Dengan demikian, barangsiapa yang akalnya mengikuti syahwatnya maka ia akan sesat, bahkan lebih sesat dari binatang. Namun jika syahwatnya mengikuti atau dipimpin oleh akalnya maka boleh jadi ia lebih mulia dari Malaikat.
Ketika seorang sedang berzina, memperkosa, membunuh dan mencuri, sesungguhnya ia sedang dipimpin syahwatnya dan kehilangan imannya. Karena meninggalkan imannya maka ia kehilangan akalnya. Berarti seorang yang beriman itu adalah orang-orang yang cerdas menggunakan akalnya, sedangkan seorang pezina dan pencuri itu hilang akal sehingga menjadi bodoh dan derajatnya rendah serendah hewan. Namun, ada yang lebih berbahaya dari “syahwat yang menyesatkan pada perut dan kemaluan” yang juga dikhawatirkan oleh Rasulullah. Syahwat itu adalah hawa nafsu yang menyimpangkan dari jalan yang lurus.” (H.RMuslim).
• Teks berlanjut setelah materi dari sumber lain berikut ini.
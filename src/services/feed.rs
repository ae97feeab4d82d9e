// src/services/feed.rs

use crate::{
    error::AppError,
    models::{
        comment::{Comment, CreateCommentRequest, NewComment},
        post::{CreatePostRequest, MediaType, NewPost, Post},
    },
    store::{EntityStore, SharedStore},
};

pub const DEFAULT_TRENDING_LIMIT: usize = 10;
pub const MAX_TRENDING_LIMIT: usize = 100;

/// Publishing posts and comments, and the read-side views over them.
#[derive(Clone)]
pub struct FeedService {
    store: SharedStore,
}

impl FeedService {
    pub fn new(store: SharedStore) -> Self {
        Self { store }
    }

    /// Publishes a post for `author_id`. The counter and timestamp are set by the store.
    ///
    /// Content is stored exactly as submitted; escaping is the renderer's job.
    pub async fn create_post(
        &self,
        author_id: i64,
        request: CreatePostRequest,
    ) -> Result<Post, AppError> {
        let media_type = request.media_type();

        let post = self
            .store
            .create_post(NewPost {
                user_id: author_id,
                content: request.content,
                media_url: request.media_url,
                media_type,
            })
            .await?;

        tracing::info!("User {} created post {} ({})", author_id, post.id, media_type);
        Ok(post)
    }

    pub async fn get_post(&self, post_id: i64) -> Result<Post, AppError> {
        self.store
            .get_post(post_id)
            .await?
            .ok_or_else(|| AppError::NotFound("Post not found".to_string()))
    }

    /// Every post, oldest first.
    pub async fn list_all(&self) -> Result<Vec<Post>, AppError> {
        self.store.get_posts().await
    }

    pub async fn list_by_user(&self, user_id: i64) -> Result<Vec<Post>, AppError> {
        self.store.get_posts_by_user(user_id).await
    }

    /// `MediaType::None` selects posts without a media URL.
    pub async fn list_by_media_type(&self, media_type: MediaType) -> Result<Vec<Post>, AppError> {
        let posts = self.store.get_posts().await?;

        Ok(posts
            .into_iter()
            .filter(|post| match media_type {
                MediaType::None => post.media_url.is_none(),
                other => post.media_type == other,
            })
            .collect())
    }

    /// Most-liked posts first. Equal counts keep creation order.
    pub async fn list_trending(&self, limit: Option<usize>) -> Result<Vec<Post>, AppError> {
        let limit = limit
            .unwrap_or(DEFAULT_TRENDING_LIMIT)
            .min(MAX_TRENDING_LIMIT);

        let mut posts = self.store.get_posts().await?;
        posts.sort_by(|a, b| b.likes.cmp(&a.likes));
        posts.truncate(limit);
        Ok(posts)
    }

    pub async fn create_comment(
        &self,
        author_id: i64,
        post_id: i64,
        request: CreateCommentRequest,
    ) -> Result<Comment, AppError> {
        let comment = self
            .store
            .create_comment(NewComment {
                post_id,
                user_id: author_id,
                content: request.content,
            })
            .await?;

        tracing::info!("User {} commented on post {}", author_id, post_id);
        Ok(comment)
    }

    /// Comments of a post, oldest first. Empty for an unknown post.
    pub async fn list_comments(&self, post_id: i64) -> Result<Vec<Comment>, AppError> {
        self.store.get_comments_by_post(post_id).await
    }
}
Jalan lurus adalah Islam dan Iman. Apa yang dibuat menyimpang oleh hawa nafsu boleh jadi adalah pikiran seseorang. Terbukti tidak sedikit kasus dimana pemikir, ilmuwan, cendekiawan yang pikirannya dirasuki oleh syahwat atau hawa nafsunya. Pemikir seperti ini bisajadi menghujat agama, mencaci ulama, mencaci saudara seiman, mencaricari kesalahan orang lain dan sebagainya.
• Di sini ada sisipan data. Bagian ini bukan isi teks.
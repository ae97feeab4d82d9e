// src/error.rs

use axum::{
    Json,
    http::StatusCode,
    response::{IntoResponse, Response},
};
use serde_json::json;
use std::fmt;
use validator::ValidationErrors;

/// Global Application Error Enum.
/// Centralizes error handling and mapping to HTTP responses.
#[derive(Debug)]
pub enum AppError {
    // 500 Internal Server Error
    InternalServerError(String),

    // 400 Bad Request
    BadRequest(String),

    // 400 Bad Request, with per-field detail
    Validation(ValidationErrors),

    // 401 Unauthorized
    AuthError(String),

    // 404 Not Found
    NotFound(String),

    // 409 Conflict (e.g., duplicate username, duplicate like)
    Conflict(String),
}

impl fmt::Display for AppError {
    fn fmt(&self, f: &mut fmt::Formatter<'_>) -> fmt::Result {
        match self {
            AppError::InternalServerError(msg) => write!(f, "internal error: {}", msg),
            AppError::BadRequest(msg) => write!(f, "bad request: {}", msg),
            AppError::Validation(errors) => write!(f, "validation failed: {}", errors),
            AppError::AuthError(msg) => write!(f, "unauthorized: {}", msg),
            AppError::NotFound(msg) => write!(f, "not found: {}", msg),
            AppError::Conflict(msg) => write!(f, "conflict: {}", msg),
        }
    }
}

impl std::error::Error for AppError {}

/// Implements `IntoResponse` for `AppError`.
/// Converts the error into a JSON response with appropriate HTTP status code.
impl IntoResponse for AppError {
    fn into_response(self) -> Response {
        let (status, body) = match self {
            AppError::InternalServerError(msg) => {
                tracing::error!("Internal Server Error: {}", msg);
                (
                    StatusCode::INTERNAL_SERVER_ERROR,
                    json!({ "error": "Internal Server Error" }),
                )
            }
            AppError::BadRequest(msg) => (StatusCode::BAD_REQUEST, json!({ "error": msg })),
            AppError::Validation(errors) => (
                StatusCode::BAD_REQUEST,
                json!({ "error": "Validation failed", "fields": errors }),
            ),
            AppError::AuthError(msg) => (StatusCode::UNAUTHORIZED, json!({ "error": msg })),
            AppError::NotFound(msg) => (StatusCode::NOT_FOUND, json!({ "error": msg })),
            AppError::Conflict(msg) => (StatusCode::CONFLICT, json!({ "error": msg })),
        };

        (status, Json(body)).into_response()
    }
}

/// Converts `sqlx::Error` into `AppError::InternalServerError`.
/// Allows using `?` operator on database queries.
impl From<sqlx::Error> for AppError {
    fn from(err: sqlx::Error) -> Self {
        AppError::InternalServerError(err.to_string())
    }
}

impl From<serde_json::Error> for AppError {
    fn from(err: serde_json::Error) -> Self {
        AppError::BadRequest(err.to_string())
    }
}

impl From<ValidationErrors> for AppError {
    fn from(errors: ValidationErrors) -> Self {
        AppError::Validation(errors)
    }
}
Bagaimanakah syahwat bias membuat pikiran menyimpang? Al-Qur’an menunjukkan bahwa karena syahwat hati seseorang itu terkunci. Padahal hati itu adalah juga akalnya. Karena syahwat pendengarannya dan penglihatannya terhalang (QS. Al- Jatsiyah: 23), walhal keduanya adalah sumberilmu. Maka wajar jika syahwat dominan, akal tidak lagi berfungsi dalam menentukan baik buruk.
Selain itu dalam Islam yang dilarang bukan berpikir rasional atau menggunakan akal, tapi berpikir yang mengikuti syahwat. Sebab mengikuti hawa nafsu “… akan menyesatkan manusia dari jalan Allah.” (QS. Shaad: 26). Ini sebenarnya suatu tindak ketidak adilan dalam diri seseorang. Yaitu suatu tindakan meletakkan sesuatu bukan pada tempatnya.
Orang yang melakukan tindakan seperti ini tentu bukan orang yang dapat disebut adil. Orang seperti itu dilarang untuk dijadikan pemimpin dan ditaati. Firman Allah jelas sekali: “Dan janganlah engkau taati orang yang Kami lalaikan hatinya untuk mengingat Kami dan mengikuti hawa nafsunya dan keadaannya sudah melampaui batas”. (QS.Al-Kahfi : 28).
Mafhum mukhalafah ayat ini jelas. Ilmuwan dan pemimpin yang berhak ditaati manusia adalah orang yang hatinya dipenuhi dengan dzikir kepada-Nya. Pikirannya bias menguasai hawa nafsunya sehingga ia mengetahui batas-batas kebebasan yang boleh dilakukan dan yang tidak.
Untuk mengatasi ini Imam al-Ghazali memberikan solusinya berupa kesabaran. Sabar dalam syahwat disebut iffah; sabar dari marah adalah al-hilmu; sabar dari kelebihan adalah al-zuhdu. Semua itu dapat diperoleh dengan tiga hal yaitu puasa, ibadah yang berat-berat dan terakhir berdoa. Wallahulmusta’an.